Sandy and Seniors settling in (Wharton) CD

I live in Wharton CD first, an exclusively senior hall in an exclusively—minus one junior—senior section. The trade-off for the lack of awkward leaning-in-the-doorway-chatting-with-someone-in-the-room interactions that vamp up the noise level of the hall is that hall life is virtually non-existent.At this stage of my college career, this bothers me very little; I’d bump into fellow hall mates in the bathroom or at the water fountain, give them a perfunctory greeting, then sidle away with a knowing smile. It is not that seniors in Wharton CD are less friendly, nor is it that we don’t care about hanging out with people on our halls. CD merely attracts a type of person who would rather have a peaceful and quiet dorm life than a vibrant hall culture that might cause angst at two in the morning because you just cannot bring yourself to knock on that door and tell those neighbors you see walking around campus every day to turn the music down. Also, most seniors are tired, tired people. We’ve come to establish a routine at Swarthmore that takes effort to change and frankly, we might not have the time, energy or the desire to try to change that comfortable routine.When Sandy hit and the power went off, I had just come back to my room. Most of my close friends (who lived on my hall when I was a Willets kid) live across campus in Worth. I had stayed in their quad for most of the day, discussing parenthood and the character development of Disney movies with the gusto of one who lays out one’s mound of reading and fingers through the first two pages of the first reading for four hours. Within the first five minutes that I came back, all light vanished and my eyes were frantically trying to trace the outlines of objects that had existed in my vision just a moment before. My phone flashed as texts arrived with the all too informative “POWER IS OUT!” type notifications.I had expected at least some heads to pop out of the utterly dark rooms into the hallway but this hall was quiet. Eerily quiet. Standing in the middle of my dark room, I made quick calculations as to whether it was worth going back when I heard someone dragging a large, heavy object on the carpet in the hall. The seniors who live in the little cove to the left of my room were moving the lounge couches so that they could play board games in the halo of emergency lighting. “Hey, do you want to play?”
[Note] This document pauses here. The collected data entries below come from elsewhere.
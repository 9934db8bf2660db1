//! # taylor-core
//!
//! Core framework for metric linting of Swift sources.
//!
//! Input is a source file plus the structural dumps produced by
//! `sourcekitten` (a declaration tree and a token stream). This crate turns
//! them into a line-addressed [`Component`] tree and evaluates metric rules
//! on it. It includes:
//!
//! - [`tree::TreeBuilder`] for assembling and normalizing the component tree
//! - [`Rule`] trait for per-component metric rules
//! - [`Analyzer`] for orchestrating lint execution over many files
//! - [`Violation`] and [`Statistics`] for reporting findings
//!
//! ## Example
//!
//! ```ignore
//! use taylor_core::Analyzer;
//!
//! let analyzer = Analyzer::builder()
//!     .root("./Sources")
//!     .rules(taylor_rules::all_rules())
//!     .build()?;
//!
//! let result = analyzer.analyze()?;
//! println!("{}", result.format_summary());
//! ```

#![forbid(unsafe_code)]
#![warn(missing_docs)]

mod analyzer;
mod component;
mod config;
mod context;
mod rule;
mod source;
mod types;

/// Construction of the component tree.
pub mod tree;

pub use analyzer::{Analyzer, AnalyzerBuilder, AnalyzerError, SOURCE_EXTENSION};
pub use component::{Component, ComponentRange, ComponentType};
pub use config::{AnalyzerConfig, Config, ConfigError, RuleConfig};
pub use context::FileContext;
pub use rule::{Rule, RuleBox, RuleOutcome, RuleSettings};
pub use source::{Declaration, SourceError, SourceFile, SyntaxToken};
pub use types::{
    ComponentSummary, FileOutcome, LintResult, Priority, ProcessingError, Statistics, Violation,
    ViolationData, ViolationRecord,
};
I don’t know if I’m the only one who’s never played the game “The Settlers of Catan” before but it’s ruthless. You have to strategically take away your opponents’ resources and pathways so that you can build the most settlements and then hog more resources until you emerge victorious by being a greedy hoarder with 10 Victory points.

I did not win.

Playing this game, however, was the first legitimate informal hall experience I had as a senior. I played with M, Y, T, and B, whose names I choose not to disclose but you can probably find out with relatively minimal stalking if you so wish. I knew all but one by name before but had never interacted with them for such a prolonged period of time. As Sandy threw a passionate tantrum outside, we played with equal fervor. Speed isn’t a crucial aspect of the game so during the moments when we pondered the best strategy to crush our opponent’s chance of survival, we shared genuine conversation. Personally, it’s been a very long time since I’ve gotten to talk to a group of people who were so relaxed and sincerely, purposefully engaged. No computers, no phones, no work, wholly unplugged. I remember that night’s conversation as astoundingly pure because it lacked the obligatory effort of friends who already shared a lot of memorable moments together. There was no history and no contract for a future; we were stranded in a particular moment in time when we could fully appreciate and enjoy that moment for what it was.